Sanchez chce ucieć z Manchesteru
Manchester United zaczyna przypominać podziurawiony okręt, który tonie i lada moment zabierze ze sobą wiele dusz na dno oceanu. Ci, którzy mają trochę oleju w głowie wychodzą na pokład i próbują zeskoczyć do wody, najzwyczajniej z niego uciekając. Wiadomo, że kapitan jako ostatni opuszcza statek, ale tu nikt nie myśli o tytułach, trzeba ratować siebie i swoją karierę. Lista zawodników, którzy planują opuścić Old Trafford jest całkiem spora, a co gorsza dla klubu, są na niej dosyć imponujące nazwiska. Pogba, Valencia i Bailly nie są niespodzianką. Niedawno o ewentualnym transferze wypowiadał się Lukaku. Jak się okazuje, do tego grona dołączyć ma jeszcze jedno, bardzo głośne nazwisko.
Media podają bowiem, że Manchester United zamierza opuścić Alexis Sanchez.

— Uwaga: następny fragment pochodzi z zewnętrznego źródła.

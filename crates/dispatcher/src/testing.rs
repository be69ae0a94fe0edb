//! Test doubles shared by the module tests

use std::sync::atomic::{AtomicBool, AtomicU32, Ordering};
use std::sync::Arc;
use std::time::Duration;

use async_trait::async_trait;
use bytes::Bytes;
use chrono::{TimeZone, Utc};
use contracts::{ContractError, Record, SubscriberConnection};
use parking_lot::Mutex;

pub fn record(vehicle_id: &str, seq: u32) -> Record {
    Record {
        vehicle_id: vehicle_id.to_string(),
        latitude: 10.0 + seq as f64 / 10.0,
        longitude: 20.0 + seq as f64 / 10.0,
        speed: 50.0,
        engine_temp: 190.0,
        observed_at: Utc.with_ymd_and_hms(2024, 1, 1, 0, 0, 0).unwrap()
            + chrono::Duration::seconds(seq as i64),
    }
}

/// Connection that records pushes and can be told to fail or stall.
///
/// Like a socket, it refuses pushes once closed. The `pushed` lock orders a
/// push against a concurrent close.
#[derive(Default)]
pub struct MockConnection {
    pub peer: String,
    pub pushed: Mutex<Vec<Bytes>>,
    pub fail: AtomicBool,
    pub stall: Option<Duration>,
    pub hang_on_close: bool,
    pub closes: AtomicU32,
}

impl MockConnection {
    pub fn new(peer: &str) -> Arc<Self> {
        Arc::new(Self {
            peer: peer.to_string(),
            ..Default::default()
        })
    }

    pub fn failing(peer: &str) -> Arc<Self> {
        let conn = Self::new(peer);
        conn.fail.store(true, Ordering::SeqCst);
        conn
    }

    pub fn stalled(peer: &str, stall: Duration) -> Arc<Self> {
        Arc::new(Self {
            peer: peer.to_string(),
            stall: Some(stall),
            ..Default::default()
        })
    }

    /// Marks itself closed, then never finishes closing.
    pub fn hanging_close(peer: &str) -> Arc<Self> {
        Arc::new(Self {
            peer: peer.to_string(),
            hang_on_close: true,
            ..Default::default()
        })
    }

    pub fn pushed(&self) -> usize {
        self.pushed.lock().len()
    }

    pub fn is_closed(&self) -> bool {
        self.closes.load(Ordering::SeqCst) > 0
    }
}

#[async_trait]
impl SubscriberConnection for MockConnection {
    fn peer(&self) -> &str {
        &self.peer
    }

    async fn push(&self, payload: Bytes) -> Result<(), ContractError> {
        if let Some(stall) = self.stall {
            tokio::time::sleep(stall).await;
        }
        if self.fail.load(Ordering::SeqCst) {
            return Err(ContractError::subscriber_write(&self.peer, "mock failure"));
        }
        let mut pushed = self.pushed.lock();
        if self.is_closed() {
            return Err(ContractError::subscriber_write(&self.peer, "connection closed"));
        }
        pushed.push(payload);
        Ok(())
    }

    async fn close(&self) {
        {
            let _pushes = self.pushed.lock();
            self.closes.fetch_add(1, Ordering::SeqCst);
        }
        if self.hang_on_close {
            std::future::pending::<()>().await;
        }
    }
}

Na Chilijczyku ciąży klątwa numeru 7, przez co skrzydłowy kompletnie nie potrafi się odnaleźć w tym zespole. Nie strzela goli, praktycznie zawsze ma najwięcej strat piłki w zespole. W efekcie sprawia dużo więcej problemów niż pożytku. Poza tym, ten gość zarabia krocie, co tym bardziej irytuje wszystkich w okół, że inkasuje taki hajs, w zasadzie za sabotowanie zespołu. Sanchez ma już dość tego, że gra jakby przy nogach miał piłkę lekarską, a zamiast kończyn, dwa drewniane pale oraz tego, że wszyscy skupiają krytykę na nim. Poza tym, Daily Mail podaje, że wpływ na chęć odejścia ma mieć też jego rozstanie z jego dotychczasową dziewczyną. Chilijczyk ma chcieć zmienić kompletnie otoczenie, by zacząć nowy etap w życiu, nie tylko pod względem piłkarskim, ale także uczuciowym.
Na razie nie wiemy, gdzie Sanchez miałby odejść, ale sądząc po tym, co mówi Daily Mail, możemy przypuszczać, że będzie chciał kompletnie eksmitować się z Wielkiej Brytanii. Niewykluczony jest powrót do Hiszpanii lub nawet Włoch. Już niedługo możemy spodziewać się dokładniejszych informacji na ten temat, ponieważ po wypłynięciu newsa o jego zamiarach, zacznie zgłaszać się po niego coraz więcej klubów. Sanchez co prawda zapomniał o tym, jak się gra w piłkę, ale istnieje szansa, że gdzieś indziej sobie przypomni.